Under the Equality Act, employers have a duty to make reasonable adjustments where a disabled employee is placed at a "substantial disadvantage" by the employer’s provision, criterion or practice.
In this case, Mrs Hill, an employee of Lloyd’s Bank (Lloyds) for over 30 years, took a period of sick leave for stress which she claimed to have been a result of bullying and harassment by two colleagues, anonymised as Ms M and Mr B.
Upon her return to work, Mrs Hill did not work with either Ms M or Mr B, but the prospect of doing so filled her with “absolute dread and fear”. She made two requests to Lloyds. Firstly, she sought an undertaking that it would not rearrange its current job roles so that Mrs Hill would have to work with either of them. Secondly, in the event there was no practical alternative to working with them, that Lloyds would offer her a severance package equivalent to the sum that she would have been entitled to receive on redundancy.
Whilst Lloyds confirmed that it would make "some efforts" to ensure that Mrs Hill would no longer work or report to Ms M and Mr B, it could not provide Mrs Hill with an absolute guarantee. Lloyds also refused to fulfil Mrs Hill’s second request, informing her that it would be unable to offer a severance package in this scenario on the basis that her role would not actually be redundant.
Mrs Hill brought a claim to the Employment Tribunal (ET) for failure to make reasonable adjustments, which she won. Mrs Hill was disabled, suffering from reactive depression. The ET found that Lloyds had “a practice of not giving undertakings in such situations, only words of comfort” and held that this practice placed Mrs Hill at a substantial disadvantage (when compared with a non-disabled person who had been bullied). The ET found that giving an undertaking in the form proposed by Mrs Hill would have alleviated this disadvantage.
On appeal, the EAT rejected Lloyds’ argument that the refusal to give an undertaking was not a practice, but a one-off decision. It also rejected the argument that it was unreasonable for Lloyds to commit to making a substantial severance payment at some point in the future. The EAT said that it could be reasonable too given an undertaking to provide a disabled employee with certain benefits in the event of certain circumstances arising in the future.
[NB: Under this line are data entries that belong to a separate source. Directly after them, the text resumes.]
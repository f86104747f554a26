//! Articles screen rendering: list pane on the left, form pane on the right.

use blot_core::articles::{TEXT_MAX_LEN, TITLE_MAX_LEN, Topic};
use ratatui::Frame;
use ratatui::layout::{Constraint, Direction, Layout, Rect};
use ratatui::style::{Color, Modifier, Style};
use ratatui::text::{Line, Span};
use ratatui::widgets::{Block, Borders, List, ListItem, ListState, Paragraph};

use crate::state::AppState;

use super::state::{ArticlesFocus, FormField};

/// Renders the articles view into `area`.
pub fn render_articles(app: &AppState, frame: &mut Frame, area: Rect) {
    let panes = Layout::default()
        .direction(Direction::Horizontal)
        .constraints([Constraint::Percentage(55), Constraint::Percentage(45)])
        .split(area);

    render_list(app, frame, panes[0]);
    render_form(app, frame, panes[1]);
}

fn pane_border(focused: bool) -> Style {
    if focused {
        Style::default().fg(Color::Cyan)
    } else {
        Style::default().fg(Color::DarkGray)
    }
}

fn render_list(app: &AppState, frame: &mut Frame, area: Rect) {
    let focused = app.articles.focus == ArticlesFocus::List;
    let title = format!(" Articles ({}) ", app.articles.store.len());
    let block = Block::default()
        .title(title)
        .borders(Borders::ALL)
        .border_style(pane_border(focused));

    if app.articles.store.is_empty() {
        let empty = Paragraph::new(Line::from(Span::styled(
            "No articles yet. Press 'n' to write one.",
            Style::default().fg(Color::DarkGray),
        )))
        .block(block);
        frame.render_widget(empty, area);
        return;
    }

    let items: Vec<ListItem> = app
        .articles
        .store
        .items()
        .iter()
        .map(|article| {
            ListItem::new(Line::from(vec![
                Span::raw(article.title.clone()),
                Span::styled(
                    format!("  [{}]", article.topic),
                    Style::default().fg(Color::DarkGray),
                ),
            ]))
        })
        .collect();

    let list = List::new(items)
        .block(block)
        .highlight_style(
            Style::default()
                .bg(Color::DarkGray)
                .add_modifier(Modifier::BOLD),
        )
        .highlight_symbol("> ");

    let mut list_state = ListState::default().with_selected(Some(app.articles.selected));
    frame.render_stateful_widget(list, area, &mut list_state);
}

fn render_form(app: &AppState, frame: &mut Frame, area: Rect) {
    let focused = app.articles.focus == ArticlesFocus::Form;
    let heading = match app.articles.edit_target.current_article(&app.articles.store) {
        Some(article) => format!(" Edit article #{} ", article.article_id),
        None => " Create article ".to_string(),
    };
    let block = Block::default()
        .title(heading)
        .borders(Borders::ALL)
        .border_style(pane_border(focused));
    let inner = block.inner(area);
    frame.render_widget(block, area);

    let rows = Layout::default()
        .direction(Direction::Vertical)
        .constraints([
            Constraint::Length(1), // title
            Constraint::Length(1), // text
            Constraint::Length(1), // topic
            Constraint::Length(1),
            Constraint::Min(0), // hints
        ])
        .split(inner);

    let form = &app.articles.form;
    let field_focused = |field: FormField| focused && form.field == field;

    render_text_row(
        frame,
        rows[0],
        &format!("Title ({}/{TITLE_MAX_LEN})", form.title.char_len()),
        form.title.value(),
        form.title.cursor(),
        field_focused(FormField::Title),
    );
    render_text_row(
        frame,
        rows[1],
        &format!("Text  ({}/{TEXT_MAX_LEN})", form.text.char_len()),
        form.text.value(),
        form.text.cursor(),
        field_focused(FormField::Text),
    );
    render_topic_row(frame, rows[2], form.topic, field_focused(FormField::Topic));

    let hints = if focused {
        "Enter: submit   Esc: cancel   ↑/↓: field   ←/→: topic"
    } else {
        "Enter: edit   n: new   d: delete   r: refresh   l: logout   Tab: form"
    };
    frame.render_widget(
        Paragraph::new(Line::from(Span::styled(
            hints,
            Style::default().fg(Color::DarkGray),
        ))),
        rows[4],
    );
}

fn render_text_row(
    frame: &mut Frame,
    area: Rect,
    label: &str,
    value: &str,
    cursor: usize,
    focused: bool,
) {
    let label_style = if focused {
        Style::default()
            .fg(Color::Cyan)
            .add_modifier(Modifier::BOLD)
    } else {
        Style::default().fg(Color::Gray)
    };
    let prefix = format!("{label}: ");
    frame.render_widget(
        Paragraph::new(Line::from(vec![
            Span::styled(prefix.clone(), label_style),
            Span::raw(value.to_string()),
        ])),
        area,
    );
    if focused {
        let x = area.x + prefix.chars().count() as u16 + cursor as u16;
        frame.set_cursor_position((x.min(area.right().saturating_sub(1)), area.y));
    }
}

fn render_topic_row(frame: &mut Frame, area: Rect, selected: Option<Topic>, focused: bool) {
    let label_style = if focused {
        Style::default()
            .fg(Color::Cyan)
            .add_modifier(Modifier::BOLD)
    } else {
        Style::default().fg(Color::Gray)
    };

    let mut spans = vec![Span::styled("Topic: ", label_style)];
    for (i, topic) in Topic::all().iter().enumerate() {
        if i > 0 {
            spans.push(Span::raw("  "));
        }
        let style = if selected == Some(*topic) {
            Style::default()
                .fg(Color::Green)
                .add_modifier(Modifier::BOLD)
        } else {
            Style::default().fg(Color::Gray)
        };
        spans.push(Span::styled(format!("[{topic}]"), style));
    }
    frame.render_widget(Paragraph::new(Line::from(spans)), area);
}
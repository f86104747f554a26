use std::fs;

use assert_cmd::cargo::cargo_bin_cmd;
use predicates::prelude::*;
use tempfile::tempdir;

#[test]
fn test_config_path_command() {
    let dir = tempdir().unwrap();

    cargo_bin_cmd!("blot")
        .env("BLOT_HOME", dir.path())
        .args(["config", "path"])
        .assert()
        .success()
        .stdout(predicate::str::contains("config.toml"));
}

#[test]
fn test_config_init_creates_file() {
    let dir = tempdir().unwrap();
    let config_path = dir.path().join("config.toml");

    assert!(!config_path.exists());

    cargo_bin_cmd!("blot")
        .env("BLOT_HOME", dir.path())
        .args(["config", "init"])
        .assert()
        .success()
        .stdout(predicate::str::contains("Created config at"));

    assert!(config_path.exists());

    let contents = fs::read_to_string(&config_path).unwrap();
    assert!(contents.contains("base_url ="));
    assert!(contents.contains("# username ="));
}

#[test]
fn test_config_init_fails_if_exists() {
    let dir = tempdir().unwrap();
    let config_path = dir.path().join("config.toml");

    fs::write(&config_path, "# existing config").unwrap();

    cargo_bin_cmd!("blot")
        .env("BLOT_HOME", dir.path())
        .args(["config", "init"])
        .assert()
        .failure()
        .stderr(predicate::str::contains("already exists"));
}

#[test]
fn test_config_set_url_preserves_user_values() {
    let dir = tempdir().unwrap();
    let config_path = dir.path().join("config.toml");

    fs::write(&config_path, "username = \"Lambda\"\n").unwrap();

    cargo_bin_cmd!("blot")
        .env("BLOT_HOME", dir.path())
        .args(["config", "set-url", "http://example.test:9000"])
        .assert()
        .success()
        .stdout(predicate::str::contains("Set base_url to"));

    let contents = fs::read_to_string(&config_path).unwrap();
    assert!(contents.contains("base_url = \"http://example.test:9000\""));
    assert!(contents.contains("username = \"Lambda\""));
}

#[test]
fn test_config_help_shows_subcommands() {
    cargo_bin_cmd!("blot")
        .args(["config", "--help"])
        .assert()
        .success()
        .stdout(predicate::str::contains("path"))
        .stdout(predicate::str::contains("init"));
}
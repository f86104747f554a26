//! One-line status bar: last operation message plus a busy spinner.

pub mod render;
pub mod state;

pub use render::render_status_line;
pub use state::StatusState;
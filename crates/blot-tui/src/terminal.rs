//! Terminal lifecycle management.
//!
//! Terminal state is guaranteed to be restored on:
//! - Normal exit
//! - Ctrl+C
//! - Panic

use std::io::{self, Stdout};
use std::panic;

use anyhow::{Context, Result};
use crossterm::event::{DisableBracketedPaste, EnableBracketedPaste};
use crossterm::execute;
use crossterm::terminal::{
    EnterAlternateScreen, LeaveAlternateScreen, disable_raw_mode, enable_raw_mode,
};
use ratatui::Terminal;
use ratatui::backend::CrosstermBackend;

/// Sets up the terminal for the TUI: raw mode plus alternate screen.
///
/// Call `install_panic_hook()` before this to ensure terminal restore on panic.
///
/// # Errors
/// Returns an error if the operation fails.
pub fn setup_terminal() -> Result<Terminal<CrosstermBackend<Stdout>>> {
    enable_raw_mode().context("Failed to enable raw mode")?;
    let mut stdout = io::stdout();
    execute!(stdout, EnterAlternateScreen).context("Failed to enter alternate screen")?;
    let backend = CrosstermBackend::new(stdout);
    let terminal = Terminal::new(backend).context("Failed to create terminal")?;
    Ok(terminal)
}

/// Enables bracketed paste so pasted credentials arrive as one event.
///
/// Enabled separately from `setup_terminal()` so normal exit paths can
/// disable it before `restore_terminal()`; restore also disables it to
/// cover panic and Ctrl+C.
///
/// # Errors
/// Returns an error if the operation fails.
pub fn enable_input_features() -> Result<()> {
    execute!(io::stdout(), EnableBracketedPaste).context("Failed to enable bracketed paste")?;
    Ok(())
}

/// Disables bracketed paste. Call before `restore_terminal()` on normal exit.
///
/// # Errors
/// Returns an error if the operation fails.
pub fn disable_input_features() -> Result<()> {
    execute!(io::stdout(), DisableBracketedPaste).context("Failed to disable bracketed paste")?;
    Ok(())
}

/// Restores terminal state. Idempotent and safe to call multiple times.
///
/// # Errors
/// Returns an error if the operation fails.
pub fn restore_terminal() -> Result<()> {
    // Bracketed paste must be disabled before leaving raw mode.
    let _ = execute!(io::stdout(), DisableBracketedPaste);

    execute!(io::stdout(), LeaveAlternateScreen).context("Failed to leave alternate screen")?;
    disable_raw_mode().context("Failed to disable raw mode")?;
    Ok(())
}

/// Installs a panic hook that restores the terminal before printing the panic.
///
/// Call this BEFORE `setup_terminal()`.
pub fn install_panic_hook() {
    let original_hook = panic::take_hook();
    panic::set_hook(Box::new(move |panic_info| {
        let _ = restore_terminal();
        original_hook(panic_info);
    }));
}
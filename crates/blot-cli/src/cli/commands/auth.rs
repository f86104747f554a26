//! Login/logout command handlers.

use anyhow::{Context, Result};
use blot_core::auth::TokenStore;
use blot_core::config::Config;

use super::api_client;

pub async fn login(config: &Config, username: &str, password: &str) -> Result<()> {
    let client = api_client(config)?;
    let response = client
        .login(username, password)
        .await
        .map_err(|err| anyhow::anyhow!("{err}"))?;

    TokenStore::open_default()
        .save(&response.token)
        .context("save session token")?;

    println!("{}", response.message);
    Ok(())
}

/// Clears the persisted token. No network call; idempotent.
pub fn logout() -> Result<()> {
    TokenStore::open_default()
        .clear()
        .context("clear session token")?;
    println!("Goodbye!");
    Ok(())
}
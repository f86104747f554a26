//! CLI entry and dispatch.

use anyhow::{Context, Result};
use blot_core::articles::Topic;
use blot_core::config::Config;
use clap::Parser;

mod commands;

#[derive(Parser)]
#[command(name = "blot")]
#[command(version)]
#[command(about = "Terminal client for the articles service")]
struct Cli {
    #[command(subcommand)]
    command: Option<Commands>,
}

#[derive(clap::Subcommand)]
enum Commands {
    /// Log in and persist the session token
    Login {
        /// Account username
        #[arg(short, long)]
        username: String,

        /// Account password
        #[arg(short, long)]
        password: String,
    },

    /// Log out (clear the persisted session token)
    Logout,

    /// Work with articles non-interactively
    Articles {
        #[command(subcommand)]
        command: ArticleCommands,
    },

    /// Manage configuration
    Config {
        #[command(subcommand)]
        command: ConfigCommands,
    },
}

#[derive(clap::Subcommand)]
enum ArticleCommands {
    /// List all articles
    List,
    /// Create an article
    Create {
        #[arg(long)]
        title: String,
        #[arg(long)]
        text: String,
        /// One of: JavaScript, React, Node
        #[arg(long)]
        topic: Topic,
    },
    /// Update an existing article
    Update {
        /// The id of the article to update
        #[arg(value_name = "ARTICLE_ID")]
        id: u64,
        #[arg(long)]
        title: String,
        #[arg(long)]
        text: String,
        /// One of: JavaScript, React, Node
        #[arg(long)]
        topic: Topic,
    },
    /// Delete an article
    Delete {
        /// The id of the article to delete
        #[arg(value_name = "ARTICLE_ID")]
        id: u64,
    },
}

#[derive(clap::Subcommand)]
enum ConfigCommands {
    /// Show the path to the config file
    Path,
    /// Initialize a default config file (if not present)
    Init,
    /// Set the articles service base URL in the config file
    SetUrl {
        #[arg(value_name = "URL")]
        url: String,
    },
}

pub fn run() -> Result<()> {
    let cli = Cli::parse();

    let _log_guard = blot_core::logging::init().context("initialize logging")?;

    // one tokio runtime for everything
    let rt = tokio::runtime::Runtime::new().context("create tokio runtime")?;

    rt.block_on(async move { dispatch(cli).await })
}

async fn dispatch(cli: Cli) -> Result<()> {
    let config = Config::load().context("load config")?;

    // default to the interactive TUI
    let Some(command) = cli.command else {
        return blot_tui::run_interactive(&config).await;
    };

    match command {
        Commands::Login { username, password } => {
            commands::auth::login(&config, &username, &password).await
        }
        Commands::Logout => commands::auth::logout(),

        Commands::Articles { command } => match command {
            ArticleCommands::List => commands::articles::list(&config).await,
            ArticleCommands::Create { title, text, topic } => {
                commands::articles::create(&config, &title, &text, topic).await
            }
            ArticleCommands::Update {
                id,
                title,
                text,
                topic,
            } => commands::articles::update(&config, id, &title, &text, topic).await,
            ArticleCommands::Delete { id } => commands::articles::delete(&config, id).await,
        },

        Commands::Config { command } => match command {
            ConfigCommands::Path => {
                commands::config::path();
                Ok(())
            }
            ConfigCommands::Init => commands::config::init(),
            ConfigCommands::SetUrl { url } => commands::config::set_url(&url),
        },
    }
}
//! Application state composition.
//!
//! ```text
//! AppState
//! ├── view: View               (which screen is active)
//! ├── token: Option<String>    (session token, mirrors the token store)
//! ├── login: LoginState        (credentials form)
//! ├── articles: ArticlesState  (collection, selection, edit form)
//! ├── status: StatusState      (last operation message)
//! ├── task_seq: TaskSeq        (async task id generator)
//! └── tasks: Tasks             (per-kind task lifecycle state)
//! ```
//!
//! All mutation goes through the reducer in `update`; the runtime and the
//! renderer only read.

use crate::common::{TaskSeq, Tasks};
use crate::effects::UiEffect;
use crate::features::articles::ArticlesState;
use crate::features::login::LoginState;
use crate::features::statusline::StatusState;

/// The active screen.
#[derive(Debug, Clone, Copy, PartialEq, Eq)]
pub enum View {
    Login,
    Articles,
}

/// Combined application state for the TUI.
pub struct AppState {
    /// Flag indicating the app should quit.
    pub should_quit: bool,
    /// Which screen is active.
    pub view: View,
    /// Current session token; `None` means logged out.
    pub token: Option<String>,
    /// Credentials form state.
    pub login: LoginState,
    /// Article list and edit form state.
    pub articles: ArticlesState,
    /// Last operation message.
    pub status: StatusState,
    /// Task id sequence for async operations.
    pub task_seq: TaskSeq,
    /// Task lifecycle state for async operations.
    pub tasks: Tasks,
    /// Spinner animation frame, advanced on each tick.
    pub spinner_frame: u8,
}

impl AppState {
    /// Creates the initial state. A persisted token puts the app straight
    /// into the articles view; otherwise the login form is shown.
    pub fn new(token: Option<String>, username_hint: Option<&str>) -> Self {
        let view = if token.is_some() {
            View::Articles
        } else {
            View::Login
        };
        let login = match username_hint {
            Some(name) => LoginState::with_username(name),
            None => LoginState::default(),
        };
        Self {
            should_quit: false,
            view,
            token,
            login,
            articles: ArticlesState::default(),
            status: StatusState::default(),
            task_seq: TaskSeq::default(),
            tasks: Tasks::default(),
            spinner_frame: 0,
        }
    }

    /// Effects to run before the first frame: a session restored from disk
    /// kicks off the initial article fetch.
    pub fn startup_effects(&mut self) -> Vec<UiEffect> {
        if self.token.is_none() {
            return vec![];
        }
        let task = self.task_seq.next_id();
        vec![UiEffect::SpawnListArticles { task }]
    }
}

#[cfg(test)]
mod tests {
    use super::*;

    #[test]
    fn test_persisted_token_skips_login() {
        let mut app = AppState::new(Some("tok".to_string()), None);
        assert_eq!(app.view, View::Articles);
        let effects = app.startup_effects();
        assert!(matches!(effects[..], [UiEffect::SpawnListArticles { .. }]));
    }

    #[test]
    fn test_no_token_starts_at_login() {
        let mut app = AppState::new(None, Some("alice"));
        assert_eq!(app.view, View::Login);
        assert!(app.startup_effects().is_empty());
        assert_eq!(app.login.username.value(), "alice");
    }
}
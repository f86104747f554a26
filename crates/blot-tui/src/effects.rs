//! UI effect types.
//!
//! Effects are commands returned by the reducer that the runtime executes.
//! They represent I/O and task spawning only; the reducer never performs a
//! request or touches the token file itself.

use blot_core::articles::ArticlePayload;

use crate::common::TaskId;

/// Effects returned by the reducer for the runtime to execute.
#[derive(Debug, Clone, PartialEq, Eq)]
pub enum UiEffect {
    /// Quit the application.
    Quit,

    /// Persist the session token to the token store.
    PersistToken { token: String },

    /// Remove the persisted session token (logout or forced logout).
    ClearToken,

    /// Spawn the login request.
    SpawnLogin {
        task: TaskId,
        username: String,
        password: String,
    },

    /// Spawn a fetch of the full article collection.
    SpawnListArticles { task: TaskId },

    /// Spawn an article create request.
    SpawnCreateArticle {
        task: TaskId,
        payload: ArticlePayload,
    },

    /// Spawn an article update request.
    SpawnUpdateArticle {
        task: TaskId,
        id: u64,
        payload: ArticlePayload,
    },

    /// Spawn an article delete request.
    SpawnDeleteArticle { task: TaskId, id: u64 },
}
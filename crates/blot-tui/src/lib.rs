//! Full-screen terminal client for the articles service.

pub mod common;
pub mod effects;
pub mod events;
pub mod features;
pub mod render;
pub mod runtime;
pub mod state;
pub mod terminal;
pub mod update;

use std::io::{IsTerminal, stderr};

use anyhow::Result;
use blot_core::api::{ApiClient, ApiConfig};
use blot_core::auth::TokenStore;
use blot_core::config::Config;
pub use runtime::TuiRuntime;

/// Runs the interactive terminal client.
///
/// A session token persisted by a previous run is restored; if one exists
/// the app starts directly in the articles view and fetches the collection.
pub async fn run_interactive(config: &Config) -> Result<()> {
    // The TUI needs a terminal to render into.
    if !stderr().is_terminal() {
        anyhow::bail!(
            "Interactive mode requires a terminal.\n\
             Use `blot articles list` for non-interactive use."
        );
    }

    let api_config = ApiConfig::from_env(Some(&config.base_url))?;
    let client = ApiClient::new(api_config);

    let token_store = TokenStore::open_default();
    let token = match token_store.load() {
        Ok(token) => token,
        Err(err) => {
            // A corrupt token file should not brick the app; start logged out.
            tracing::warn!(error = %err, "failed to load session token");
            None
        }
    };

    let mut runtime = TuiRuntime::new(client, token_store, token, config.username.as_deref())?;
    runtime.run()?;

    Ok(())
}
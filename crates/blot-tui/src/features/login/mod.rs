//! Login screen: username/password form that starts a session.

pub mod render;
pub mod state;
pub mod update;

pub use state::{LoginField, LoginState};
Lloyds also argued that the purpose of the reasonable adjustment should be to keep an employee in work, not to agree on something to assist her to leave. The EAT said that the undertaking would allow Mrs Hill to continue to work without fear, so its underlying purpose was to keep her at work.
The duty to make reasonable adjustments can be very broad in its reach. This case shows that employers may have to go as far as giving formal undertakings to disabled employees to pay them severance payments in certain circumstances. The EAT did however say that the circumstances that would require such an undertaking would be rare.
It is relatively common for grievances to be brought where relations have broken down between colleagues. Employers should ensure that any genuine concerns are given thorough consideration, in particular, where such concerns are raised by a disabled employee. Early informal resolution of such concerns may avoid it becoming the formal litigious issue that this case did.